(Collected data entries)
____________

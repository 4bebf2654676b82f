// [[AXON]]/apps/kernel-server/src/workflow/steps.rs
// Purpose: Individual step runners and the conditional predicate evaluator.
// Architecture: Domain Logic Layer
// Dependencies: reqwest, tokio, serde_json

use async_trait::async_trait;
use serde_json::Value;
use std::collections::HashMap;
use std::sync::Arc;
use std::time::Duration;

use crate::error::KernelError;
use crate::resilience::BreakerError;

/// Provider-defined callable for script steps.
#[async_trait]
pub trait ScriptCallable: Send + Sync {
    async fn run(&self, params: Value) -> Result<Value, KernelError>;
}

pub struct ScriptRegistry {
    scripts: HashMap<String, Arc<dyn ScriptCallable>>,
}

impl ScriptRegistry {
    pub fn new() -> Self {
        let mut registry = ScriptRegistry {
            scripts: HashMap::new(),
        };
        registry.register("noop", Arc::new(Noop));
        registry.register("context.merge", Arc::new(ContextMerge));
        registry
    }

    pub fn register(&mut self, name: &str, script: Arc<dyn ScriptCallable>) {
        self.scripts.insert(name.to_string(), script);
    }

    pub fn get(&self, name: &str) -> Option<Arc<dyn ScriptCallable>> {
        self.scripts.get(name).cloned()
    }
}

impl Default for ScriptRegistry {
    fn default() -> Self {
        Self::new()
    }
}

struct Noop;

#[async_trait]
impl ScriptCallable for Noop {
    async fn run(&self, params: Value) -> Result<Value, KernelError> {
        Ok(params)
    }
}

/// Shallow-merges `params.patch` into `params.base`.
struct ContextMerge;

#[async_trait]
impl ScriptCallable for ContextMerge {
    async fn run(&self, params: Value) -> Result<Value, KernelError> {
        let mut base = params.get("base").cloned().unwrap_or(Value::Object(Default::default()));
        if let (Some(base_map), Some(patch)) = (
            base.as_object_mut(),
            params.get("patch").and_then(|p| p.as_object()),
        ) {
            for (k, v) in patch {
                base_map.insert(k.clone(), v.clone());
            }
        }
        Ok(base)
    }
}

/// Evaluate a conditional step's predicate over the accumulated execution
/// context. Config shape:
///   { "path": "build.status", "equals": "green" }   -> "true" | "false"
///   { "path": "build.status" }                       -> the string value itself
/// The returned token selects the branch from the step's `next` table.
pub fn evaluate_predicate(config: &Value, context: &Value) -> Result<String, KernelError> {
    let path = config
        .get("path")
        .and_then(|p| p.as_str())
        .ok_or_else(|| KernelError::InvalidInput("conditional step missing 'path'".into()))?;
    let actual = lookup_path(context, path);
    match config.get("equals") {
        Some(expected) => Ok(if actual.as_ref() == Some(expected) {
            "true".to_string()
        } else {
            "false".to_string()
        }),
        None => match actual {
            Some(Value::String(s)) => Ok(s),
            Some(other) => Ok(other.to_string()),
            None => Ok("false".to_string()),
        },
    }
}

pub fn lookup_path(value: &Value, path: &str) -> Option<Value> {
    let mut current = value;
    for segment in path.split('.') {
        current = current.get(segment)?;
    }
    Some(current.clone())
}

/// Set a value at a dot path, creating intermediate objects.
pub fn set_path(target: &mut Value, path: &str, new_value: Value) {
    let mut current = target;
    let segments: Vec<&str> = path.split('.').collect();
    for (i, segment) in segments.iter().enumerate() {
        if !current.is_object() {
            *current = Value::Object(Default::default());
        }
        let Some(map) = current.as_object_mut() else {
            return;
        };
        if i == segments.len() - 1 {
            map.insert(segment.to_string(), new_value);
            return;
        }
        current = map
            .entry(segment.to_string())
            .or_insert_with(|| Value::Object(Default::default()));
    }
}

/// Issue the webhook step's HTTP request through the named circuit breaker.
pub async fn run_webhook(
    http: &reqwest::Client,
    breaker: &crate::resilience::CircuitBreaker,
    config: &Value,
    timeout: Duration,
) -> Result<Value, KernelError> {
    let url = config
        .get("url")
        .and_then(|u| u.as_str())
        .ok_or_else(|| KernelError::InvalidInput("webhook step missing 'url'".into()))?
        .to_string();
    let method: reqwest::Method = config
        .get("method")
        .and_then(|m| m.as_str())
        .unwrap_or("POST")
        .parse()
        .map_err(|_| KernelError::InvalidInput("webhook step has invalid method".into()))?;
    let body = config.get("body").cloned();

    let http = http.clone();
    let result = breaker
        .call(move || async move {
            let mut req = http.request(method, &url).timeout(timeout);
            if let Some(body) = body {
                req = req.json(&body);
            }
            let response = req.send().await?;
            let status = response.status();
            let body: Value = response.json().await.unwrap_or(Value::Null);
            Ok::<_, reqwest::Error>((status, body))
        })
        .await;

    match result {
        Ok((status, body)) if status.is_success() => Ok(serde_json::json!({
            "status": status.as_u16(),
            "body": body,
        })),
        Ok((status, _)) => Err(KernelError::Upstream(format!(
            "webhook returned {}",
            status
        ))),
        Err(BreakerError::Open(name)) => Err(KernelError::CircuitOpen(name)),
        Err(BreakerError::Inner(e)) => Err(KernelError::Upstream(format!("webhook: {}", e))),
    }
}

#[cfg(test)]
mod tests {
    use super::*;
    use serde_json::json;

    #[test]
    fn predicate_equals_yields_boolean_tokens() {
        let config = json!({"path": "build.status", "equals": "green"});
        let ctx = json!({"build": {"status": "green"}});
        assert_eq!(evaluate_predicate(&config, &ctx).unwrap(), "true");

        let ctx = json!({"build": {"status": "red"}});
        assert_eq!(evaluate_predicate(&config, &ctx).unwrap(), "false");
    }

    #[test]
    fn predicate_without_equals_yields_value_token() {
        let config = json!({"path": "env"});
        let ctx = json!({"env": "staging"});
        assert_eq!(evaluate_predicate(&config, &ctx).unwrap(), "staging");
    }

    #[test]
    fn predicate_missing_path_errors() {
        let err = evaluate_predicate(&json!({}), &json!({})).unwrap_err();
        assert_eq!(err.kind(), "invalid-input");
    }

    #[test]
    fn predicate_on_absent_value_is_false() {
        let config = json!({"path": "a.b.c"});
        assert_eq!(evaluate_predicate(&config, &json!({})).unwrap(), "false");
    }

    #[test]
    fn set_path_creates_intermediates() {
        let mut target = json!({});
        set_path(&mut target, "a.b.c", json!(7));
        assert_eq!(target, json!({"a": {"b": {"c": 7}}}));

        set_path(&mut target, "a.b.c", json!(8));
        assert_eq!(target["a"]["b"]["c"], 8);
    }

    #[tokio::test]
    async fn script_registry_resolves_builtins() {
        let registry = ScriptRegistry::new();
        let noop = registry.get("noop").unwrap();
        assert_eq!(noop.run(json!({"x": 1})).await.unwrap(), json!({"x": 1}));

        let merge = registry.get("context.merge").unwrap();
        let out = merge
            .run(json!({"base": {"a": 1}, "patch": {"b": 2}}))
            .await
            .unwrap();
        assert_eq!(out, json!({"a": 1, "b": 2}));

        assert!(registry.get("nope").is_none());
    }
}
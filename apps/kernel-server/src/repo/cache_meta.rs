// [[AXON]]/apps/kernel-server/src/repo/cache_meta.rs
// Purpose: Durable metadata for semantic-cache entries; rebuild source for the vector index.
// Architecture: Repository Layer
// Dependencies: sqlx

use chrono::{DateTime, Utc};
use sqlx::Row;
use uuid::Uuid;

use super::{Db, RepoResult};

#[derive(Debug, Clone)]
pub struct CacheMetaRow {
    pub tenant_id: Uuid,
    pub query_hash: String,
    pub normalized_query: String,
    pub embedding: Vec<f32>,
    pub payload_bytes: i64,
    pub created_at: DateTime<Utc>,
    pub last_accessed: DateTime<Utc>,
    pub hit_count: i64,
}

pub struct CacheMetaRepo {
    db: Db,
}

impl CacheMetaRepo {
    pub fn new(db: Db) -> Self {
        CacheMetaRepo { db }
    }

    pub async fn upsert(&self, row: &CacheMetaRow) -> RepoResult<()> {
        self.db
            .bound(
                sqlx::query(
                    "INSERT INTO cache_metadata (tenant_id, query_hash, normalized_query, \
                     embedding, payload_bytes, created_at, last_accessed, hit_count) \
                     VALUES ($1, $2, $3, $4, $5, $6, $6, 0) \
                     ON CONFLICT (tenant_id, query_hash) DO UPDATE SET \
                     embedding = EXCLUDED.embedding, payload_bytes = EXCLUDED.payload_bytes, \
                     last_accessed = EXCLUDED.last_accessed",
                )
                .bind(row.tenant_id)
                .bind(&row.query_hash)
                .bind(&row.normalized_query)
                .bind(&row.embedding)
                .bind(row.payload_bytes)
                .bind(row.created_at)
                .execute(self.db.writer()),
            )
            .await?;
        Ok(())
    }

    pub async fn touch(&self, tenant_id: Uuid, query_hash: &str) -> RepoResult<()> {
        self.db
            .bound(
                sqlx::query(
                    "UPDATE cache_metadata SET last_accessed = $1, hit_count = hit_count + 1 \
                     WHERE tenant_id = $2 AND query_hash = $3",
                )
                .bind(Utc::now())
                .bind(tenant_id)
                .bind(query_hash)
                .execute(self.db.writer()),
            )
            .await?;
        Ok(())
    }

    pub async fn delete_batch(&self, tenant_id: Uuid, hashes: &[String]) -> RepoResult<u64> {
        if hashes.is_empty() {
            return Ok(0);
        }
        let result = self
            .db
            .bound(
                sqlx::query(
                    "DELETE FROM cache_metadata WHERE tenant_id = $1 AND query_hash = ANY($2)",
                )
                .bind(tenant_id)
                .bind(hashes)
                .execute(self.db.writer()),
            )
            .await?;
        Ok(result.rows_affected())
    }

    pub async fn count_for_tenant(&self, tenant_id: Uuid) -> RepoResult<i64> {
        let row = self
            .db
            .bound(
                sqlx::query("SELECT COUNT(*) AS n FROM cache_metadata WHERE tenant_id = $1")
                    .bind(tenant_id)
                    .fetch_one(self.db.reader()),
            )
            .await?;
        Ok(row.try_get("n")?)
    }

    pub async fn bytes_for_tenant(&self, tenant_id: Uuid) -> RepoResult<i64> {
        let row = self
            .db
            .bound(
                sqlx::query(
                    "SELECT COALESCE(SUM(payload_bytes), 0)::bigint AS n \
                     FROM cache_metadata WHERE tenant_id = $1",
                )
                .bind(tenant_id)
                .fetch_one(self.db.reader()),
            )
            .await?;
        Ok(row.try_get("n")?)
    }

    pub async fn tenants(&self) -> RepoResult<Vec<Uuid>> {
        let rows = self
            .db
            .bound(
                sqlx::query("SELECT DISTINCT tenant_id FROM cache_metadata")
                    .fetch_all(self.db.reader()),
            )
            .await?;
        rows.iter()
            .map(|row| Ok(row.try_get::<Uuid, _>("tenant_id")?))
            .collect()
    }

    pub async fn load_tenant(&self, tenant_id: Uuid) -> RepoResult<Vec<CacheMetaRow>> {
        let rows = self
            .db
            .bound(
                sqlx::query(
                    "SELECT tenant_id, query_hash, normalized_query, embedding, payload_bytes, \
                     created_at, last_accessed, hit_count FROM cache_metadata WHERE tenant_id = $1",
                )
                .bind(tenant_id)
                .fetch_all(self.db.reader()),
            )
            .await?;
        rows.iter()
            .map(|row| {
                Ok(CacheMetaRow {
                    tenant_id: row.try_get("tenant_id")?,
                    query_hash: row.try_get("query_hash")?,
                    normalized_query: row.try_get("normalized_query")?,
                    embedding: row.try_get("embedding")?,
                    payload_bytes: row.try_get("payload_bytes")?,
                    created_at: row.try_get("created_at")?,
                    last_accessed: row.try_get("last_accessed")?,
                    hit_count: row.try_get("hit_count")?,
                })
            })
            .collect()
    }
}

____________

(TASK PROMPT)
Scan the data above for the string "green". Copy every line in which it appears.

(ANSWER BOX)
///   { "path": "build.status", "equals": "green" }   -> "true" | "false"
        let config = json!({"path": "build.status", "equals": "green"});
        let ctx = json!({"build": {"status": "green"}});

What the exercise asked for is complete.